(Exercise aim):
Check each line of the listing for the word "LinkResolver" and report the ones that have it.

Materials provided START

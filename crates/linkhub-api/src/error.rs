//! Maps domain errors to HTTP responses.

use axum::Json;
use axum::http::StatusCode;
use axum::response::{IntoResponse, Response};
use serde::{Deserialize, Serialize};

use linkhub_auth::LinkError;
use linkhub_core::error::{AppError, ErrorKind};

/// Standard API error response body.
#[derive(Debug, Clone, Serialize, Deserialize)]
pub struct ApiErrorResponse {
    /// Machine-readable error code.
    pub error: String,
    /// Human-readable message.
    pub message: String,
}

/// Error type returned by JSON handlers.
#[derive(Debug)]
pub struct ApiError(pub AppError);

/// Message for a JSON body that did not deserialize.
pub const INVALID_BODY: &str = "Invalid request body";
/// Message for a query string that did not deserialize.
pub const INVALID_QUERY: &str = "Invalid query string";

impl ApiError {
    pub fn status(&self) -> StatusCode {
        status_for(self.0.kind)
    }

    /// Input that failed to deserialize. The parser detail is logged, never
    /// returned.
    pub fn unparsable(message: &'static str, detail: impl std::fmt::Display) -> Self {
        tracing::debug!(detail = %detail, "{}", message);
        Self(AppError::validation(message))
    }
}

impl From<AppError> for ApiError {
    fn from(err: AppError) -> Self {
        Self(err)
    }
}

impl From<LinkError> for ApiError {
    fn from(err: LinkError) -> Self {
        Self(err.into())
    }
}

/// HTTP status for an error kind.
pub fn status_for(kind: ErrorKind) -> StatusCode {
    match kind {
        ErrorKind::Validation => StatusCode::BAD_REQUEST,
        ErrorKind::Authentication => StatusCode::UNAUTHORIZED,
        ErrorKind::NotFound => StatusCode::NOT_FOUND,
        ErrorKind::Gone => StatusCode::GONE,
        ErrorKind::RateLimit => StatusCode::TOO_MANY_REQUESTS,
        ErrorKind::Configuration | ErrorKind::Internal | ErrorKind::Serialization => {
            StatusCode::INTERNAL_SERVER_ERROR
        }
        ErrorKind::ExternalService | ErrorKind::Storage => StatusCode::BAD_GATEWAY,
    }
}

fn error_code(kind: ErrorKind) -> &'static str {
    match kind {
        ErrorKind::Validation => "VALIDATION_ERROR",
        ErrorKind::Authentication => "UNAUTHORIZED",
        ErrorKind::NotFound => "NOT_FOUND",
        ErrorKind::Gone => "GONE",
        ErrorKind::RateLimit => "RATE_LIMITED",
        ErrorKind::Configuration => "CONFIGURATION_ERROR",
        ErrorKind::Internal | ErrorKind::Serialization => "INTERNAL_ERROR",
        ErrorKind::ExternalService | ErrorKind::Storage => "UPSTREAM_ERROR",
    }
}

impl IntoResponse for ApiError {
    fn into_response(self) -> Response {
        let err = self.0;
        match err.kind {
            ErrorKind::Configuration => {
                tracing::error!(error = %err.message, "Server misconfiguration");
            }
            ErrorKind::Internal | ErrorKind::Serialization => {
                tracing::error!(error = %err.message, "Internal server error");
            }
            ErrorKind::ExternalService | ErrorKind::Storage => {
                tracing::warn!(error = %err.message, "Upstream failure");
            }
            _ => {}
        }

        let message = match err.kind {
            ErrorKind::Internal | ErrorKind::Serialization => "Internal server error".to_string(),
            _ => err.message,
        };

        let body = ApiErrorResponse {
            error: error_code(err.kind).to_string(),
            message,
        };

        (status_for(err.kind), Json(body)).into_response()
    }
}
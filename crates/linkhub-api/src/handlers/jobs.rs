//! Public job status endpoints.

use axum::Json;
use axum::extract::{Path, State};
use axum::response::Html;

use linkhub_core::error::AppError;
use linkhub_service::JobStatus;

use crate::error::ApiError;
use crate::state::AppState;

const STATUS_PAGE: &str = include_str!("../../assets/status.html");

/// GET /api/jobs/{job_id}
pub async fn job_status(
    State(state): State<AppState>,
    Path(job_id): Path<String>,
) -> Result<Json<JobStatus>, ApiError> {
    state
        .events
        .job_status(&job_id)
        .map(Json)
        .ok_or_else(|| AppError::not_found("Job not found").into())
}

/// GET /status/{job_id}
///
/// A static page; the script reads the job id from its own URL and polls
/// the job status endpoint.
pub async fn status_page(Path(_job_id): Path<String>) -> Html<&'static str> {
    Html(STATUS_PAGE)
}
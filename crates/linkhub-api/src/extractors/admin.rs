//! `AdminAuth` extractor: runs the admin gate before an admin handler.

use axum::extract::FromRequestParts;
use axum::http::header::AUTHORIZATION;
use axum::http::request::Parts;

use linkhub_auth::bearer_token;

use crate::error::ApiError;
use crate::extractors::ClientIp;
use crate::state::AppState;

/// Proof that the request passed the admin gate. Carries the caller
/// identity for logging.
#[derive(Debug, Clone)]
pub struct AdminAuth {
    pub caller: String,
}

impl FromRequestParts<AppState> for AdminAuth {
    type Rejection = ApiError;

    async fn from_request_parts(
        parts: &mut Parts,
        state: &AppState,
    ) -> Result<Self, Self::Rejection> {
        let Ok(ClientIp(caller)) = ClientIp::from_request_parts(parts, state).await;

        let presented = parts
            .headers
            .get(AUTHORIZATION)
            .and_then(|v| v.to_str().ok())
            .and_then(bearer_token);

        state.gate.authorize(&caller, presented)?;
        Ok(Self { caller })
    }
}
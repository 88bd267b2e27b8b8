//! # linkhub-service
//!
//! Use cases behind the HTTP layer. The link services are pure functions of
//! their input, the clock and immutable configuration. The event store is the
//! only component here holding mutable state.
//!
//! Dependencies are injected at construction time via `Arc` references.

pub mod events;
pub mod link;

pub use events::{EventFilter, EventStore, EventSummary, JobCounts, JobStatus, JobStep};
pub use link::{LinkIssuer, LinkResolver, MintedLink, ResolvedLink};
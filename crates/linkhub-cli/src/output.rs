//! Table and JSON output formatting for CLI commands.

use serde::Serialize;
use tabled::{Table, Tabled};

/// Output format selection
#[derive(Debug, Clone, Copy, Default, PartialEq, Eq, clap::ValueEnum)]
pub enum OutputFormat {
    /// Human-readable table
    #[default]
    Table,
    /// JSON output
    Json,
}

/// Print rows in the selected format
pub fn print_list<T: Serialize + Tabled>(items: &[T], format: OutputFormat) {
    match format {
        OutputFormat::Table => {
            if items.is_empty() {
                println!("No results found.");
            } else {
                println!("{}", Table::new(items));
            }
        }
        OutputFormat::Json => print_json(&items),
    }
}

/// Print a single record in the selected format
pub fn print_item<T: Serialize + Tabled>(item: &T, format: OutputFormat) {
    match format {
        OutputFormat::Table => println!("{}", Table::new([item])),
        OutputFormat::Json => print_json(item),
    }
}

/// Pretty-print any serializable value as JSON
pub fn print_json<T: Serialize + ?Sized>(value: &T) {
    let json = serde_json::to_string_pretty(value).unwrap_or_else(|_| "null".to_string());
    println!("{json}");
}

/// Print a success message
pub fn print_success(msg: &str) {
    println!("✓ {msg}");
}

/// Print a warning message
pub fn print_warning(msg: &str) {
    println!("⚠ {msg}");
}

/// Print an error message
pub fn print_error(msg: &str) {
    eprintln!("✗ {msg}");
}

/// Print a key-value pair
pub fn print_kv(key: &str, value: &str) {
    println!("  {:<24} {}", format!("{key}:"), value);
}
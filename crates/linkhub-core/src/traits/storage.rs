//! Object storage capabilities.
//!
//! The link subsystem never talks to the storage backend. It only needs to
//! turn an object path into a fetchable URL ([`ObjectLocator`]). Uploading
//! is a separate capability ([`ObjectUploader`]) used by tooling.

use async_trait::async_trait;
use bytes::Bytes;

use crate::result::AppResult;

/// Builds fetchable resource URLs for stored objects.
pub trait ObjectLocator: Send + Sync + std::fmt::Debug + 'static {
    /// Return the public URL for `path`, or a configuration error when the
    /// locator has no base URL.
    fn locate(&self, path: &str) -> AppResult<String>;

    /// Whether the locator is usable.
    fn is_configured(&self) -> bool;
}

/// Writes objects into the storage backend.
#[async_trait]
pub trait ObjectUploader: Send + Sync + std::fmt::Debug + 'static {
    /// Return the provider type name (e.g., "bunny").
    fn provider_type(&self) -> &str;

    /// Upload `data` to `path` (relative to the storage zone).
    async fn put(&self, path: &str, data: Bytes, content_type: &str) -> AppResult<()>;
}
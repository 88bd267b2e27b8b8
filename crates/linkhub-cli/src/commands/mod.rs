//! CLI command definitions and dispatch.

pub mod config;
pub mod inspect;
pub mod mint;
pub mod upload;

use clap::{Parser, Subcommand};

use crate::output::OutputFormat;
use linkhub_core::config::AppConfig;
use linkhub_core::error::AppError;

/// LinkHub: signed short links and job status tracking
#[derive(Debug, Parser)]
#[command(name = "linkhub", version, about, long_about = None)]
pub struct Cli {
    /// Path to a configuration file. Without it, `config/default.toml`,
    /// `config/{LINKHUB_ENV}.toml` and the environment are merged.
    #[arg(short, long)]
    pub config: Option<String>,

    /// Output format
    #[arg(short, long, value_enum, default_value = "table")]
    pub format: OutputFormat,

    /// Subcommand to execute
    #[command(subcommand)]
    pub command: Commands,
}

/// Top-level commands
#[derive(Debug, Subcommand)]
pub enum Commands {
    /// Mint a signed short link without going through the server
    Mint(mint::MintArgs),
    /// Decode a link token and check it against the configured secret
    Inspect(inspect::InspectArgs),
    /// Upload a file to the storage zone
    Upload(upload::UploadArgs),
    /// Configuration management
    Config(config::ConfigArgs),
}

impl Cli {
    /// Execute the CLI command
    pub async fn execute(&self) -> Result<(), AppError> {
        let config_path = self.config.as_deref();
        match &self.command {
            Commands::Mint(args) => mint::execute(args, config_path, self.format),
            Commands::Inspect(args) => inspect::execute(args, config_path, self.format),
            Commands::Upload(args) => upload::execute(args, config_path, self.format).await,
            Commands::Config(args) => config::execute(args, config_path, self.format),
        }
    }
}

/// Helper: load configuration from an explicit file or the default layers
pub fn load_config(config_path: Option<&str>) -> Result<AppConfig, AppError> {
    match config_path {
        Some(path) => AppConfig::load_file(path),
        None => {
            let env = std::env::var("LINKHUB_ENV").unwrap_or_else(|_| "development".to_string());
            AppConfig::load(&env)
        }
    }
}
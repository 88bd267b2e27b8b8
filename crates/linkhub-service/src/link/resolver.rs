//! Link resolving: token in, redirect target out.

use std::sync::Arc;

use tracing::{debug, warn};

use linkhub_auth::{LinkError, LinkPayload, SignedToken, Signer};
use linkhub_core::traits::{Clock, ObjectLocator};

/// A successfully resolved link.
#[derive(Debug, Clone, PartialEq, Eq)]
pub struct ResolvedLink {
    /// Object path carried in the token.
    pub path: String,
    /// Redirect target.
    pub target: String,
    /// Expiry, unix seconds.
    pub expires_at: i64,
}

/// Verifies tokens statelessly. Nothing is recorded between calls.
#[derive(Debug, Clone)]
pub struct LinkResolver {
    signer: Signer,
    locator: Arc<dyn ObjectLocator>,
    clock: Arc<dyn Clock>,
}

impl LinkResolver {
    pub fn new(signer: Signer, locator: Arc<dyn ObjectLocator>, clock: Arc<dyn Clock>) -> Self {
        Self {
            signer,
            locator,
            clock,
        }
    }

    /// Resolve `raw` against the current time.
    pub fn resolve(&self, raw: &str) -> Result<ResolvedLink, LinkError> {
        let result = self.resolve_at(raw, self.clock.unix_now());
        match &result {
            Ok(link) => debug!(path = %link.path, "Resolved link"),
            Err(LinkError::Configuration(message)) => {
                warn!(reason = %message, "Link resolution unavailable")
            }
            Err(err) => debug!(reason = %err, "Rejected link"),
        }
        result
    }

    /// Resolve `raw` as of `now` (unix seconds).
    ///
    /// The signature is always checked before the payload is decoded, so an
    /// unauthenticated payload is never parsed.
    pub fn resolve_at(&self, raw: &str, now: i64) -> Result<ResolvedLink, LinkError> {
        if !self.signer.is_configured() {
            return Err(LinkError::Configuration(
                "Link signing secret is not configured".into(),
            ));
        }
        if !self.locator.is_configured() {
            return Err(LinkError::Configuration(
                "Pull zone base URL is not configured".into(),
            ));
        }

        let token = SignedToken::parse(raw)?;
        if !self.signer.verify(&token.payload, &token.signature)? {
            return Err(LinkError::InvalidSignature);
        }
        let payload = LinkPayload::decode(&token.payload)?;
        if now > payload.expires_at {
            return Err(LinkError::Expired);
        }

        let target = self
            .locator
            .locate(&payload.path)
            .map_err(|e| LinkError::Configuration(e.message))?;

        Ok(ResolvedLink {
            path: payload.path,
            target,
            expires_at: payload.expires_at,
        })
    }
}
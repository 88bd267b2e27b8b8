//! Offline link minting.

use std::sync::Arc;

use chrono::DateTime;
use clap::Args;
use serde::Serialize;
use tabled::Tabled;

use crate::output::{self, OutputFormat};
use linkhub_auth::Signer;
use linkhub_core::config::AppConfig;
use linkhub_core::error::AppError;
use linkhub_core::traits::{Clock, SystemClock};
use linkhub_service::{LinkIssuer, MintedLink};
use linkhub_storage::PullZone;

/// Arguments for the mint command
#[derive(Debug, Args)]
pub struct MintArgs {
    /// Object path inside the pull zone
    #[arg(short, long)]
    pub path: String,

    /// Link lifetime in seconds (clamped to 60..=86400, default 600)
    #[arg(short, long)]
    pub expires_in: Option<u64>,
}

/// A minted link as printed by the CLI
#[derive(Debug, Serialize, Tabled)]
#[serde(rename_all = "camelCase")]
pub struct LinkRow {
    #[tabled(rename = "Short URL")]
    pub short_url: String,
    #[tabled(rename = "Target")]
    pub target: String,
    #[tabled(rename = "Expires")]
    pub expires_at: String,
    #[tabled(skip)]
    pub exp: i64,
}

impl From<MintedLink> for LinkRow {
    fn from(link: MintedLink) -> Self {
        Self {
            short_url: link.short_url,
            target: link.target,
            expires_at: format_unix(link.exp),
            exp: link.exp,
        }
    }
}

/// Build an issuer from configuration, the same way the server does.
pub fn issuer(config: &AppConfig, clock: Arc<dyn Clock>) -> LinkIssuer {
    LinkIssuer::new(
        Signer::new(&config.links.signing_secret),
        Arc::new(PullZone::new(&config.links.pull_base)),
        &config.links.public_base,
        clock,
    )
}

/// Execute the mint command
pub fn execute(
    args: &MintArgs,
    config_path: Option<&str>,
    format: OutputFormat,
) -> Result<(), AppError> {
    let config = super::load_config(config_path)?;
    let link = issuer(&config, Arc::new(SystemClock)).mint(&args.path, args.expires_in)?;
    output::print_item(&LinkRow::from(link), format);
    Ok(())
}

/// RFC 3339 rendering of a unix timestamp.
pub fn format_unix(secs: i64) -> String {
    DateTime::from_timestamp(secs, 0)
        .map(|at| at.to_rfc3339())
        .unwrap_or_else(|| secs.to_string())
}
//! Link issuing: path and TTL in, signed short link out.

use std::sync::Arc;

use serde::Serialize;
use tracing::info;

use linkhub_auth::{LinkError, LinkPayload, SignedToken, Signer};
use linkhub_core::traits::{Clock, ObjectLocator};
use linkhub_storage::{join_url, normalize_object_path};

/// Shortest lifetime a link can be minted with, in seconds.
pub const MIN_TTL_SECS: u64 = 60;
/// Longest lifetime a link can be minted with, in seconds.
pub const MAX_TTL_SECS: u64 = 86_400;
/// Lifetime used when none (or zero) is requested.
pub const DEFAULT_TTL_SECS: u64 = 600;

/// Clamp a requested TTL into `[MIN_TTL_SECS, MAX_TTL_SECS]`. `None` and
/// `Some(0)` both mean "use the default".
pub fn effective_ttl(requested: Option<u64>) -> u64 {
    match requested {
        None | Some(0) => DEFAULT_TTL_SECS,
        Some(ttl) => ttl.clamp(MIN_TTL_SECS, MAX_TTL_SECS),
    }
}

/// A freshly minted link.
#[derive(Debug, Clone, PartialEq, Eq, Serialize)]
#[serde(rename_all = "camelCase")]
pub struct MintedLink {
    /// `payload.signature`.
    pub token: String,
    /// Public redirect URL carrying the token.
    pub short_url: String,
    /// Where the link redirects to.
    pub target: String,
    /// Expiry, unix seconds.
    pub exp: i64,
}

/// Mints signed links. Holds no mutable state.
#[derive(Debug, Clone)]
pub struct LinkIssuer {
    signer: Signer,
    locator: Arc<dyn ObjectLocator>,
    public_base: String,
    clock: Arc<dyn Clock>,
}

impl LinkIssuer {
    /// Creates a new issuer. `public_base` is the externally visible origin
    /// the redirect route is served from.
    pub fn new(
        signer: Signer,
        locator: Arc<dyn ObjectLocator>,
        public_base: &str,
        clock: Arc<dyn Clock>,
    ) -> Self {
        Self {
            signer,
            locator,
            public_base: public_base.trim_end_matches('/').to_string(),
            clock,
        }
    }

    /// Mint a link for `path` valid for the clamped `ttl`.
    pub fn mint(&self, path: &str, ttl: Option<u64>) -> Result<MintedLink, LinkError> {
        if !self.signer.is_configured() {
            return Err(LinkError::Configuration(
                "Link signing secret is not configured".into(),
            ));
        }
        if !self.locator.is_configured() {
            return Err(LinkError::Configuration(
                "Pull zone base URL is not configured".into(),
            ));
        }
        let path = normalize_object_path(path)
            .ok_or_else(|| LinkError::InvalidRequest("path required".into()))?;

        let ttl = effective_ttl(ttl);
        let exp = self.clock.unix_now().saturating_add(ttl as i64);

        let encoded = LinkPayload::new(path, exp).encode()?;
        let signature = self.signer.sign(&encoded)?;
        let token = SignedToken::new(encoded, signature).to_string();

        let target = self
            .locator
            .locate(path)
            .map_err(|e| LinkError::Configuration(e.message))?;
        let short_url = join_url(&self.public_base, &format!("l/{token}"));

        info!(path, ttl, exp, "Minted link");

        Ok(MintedLink {
            token,
            short_url,
            target,
            exp,
        })
    }
}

Materials provided END

(Result of this task):
pub use link::{LinkIssuer, LinkResolver, MintedLink, ResolvedLink};
pub struct LinkResolver {
impl LinkResolver {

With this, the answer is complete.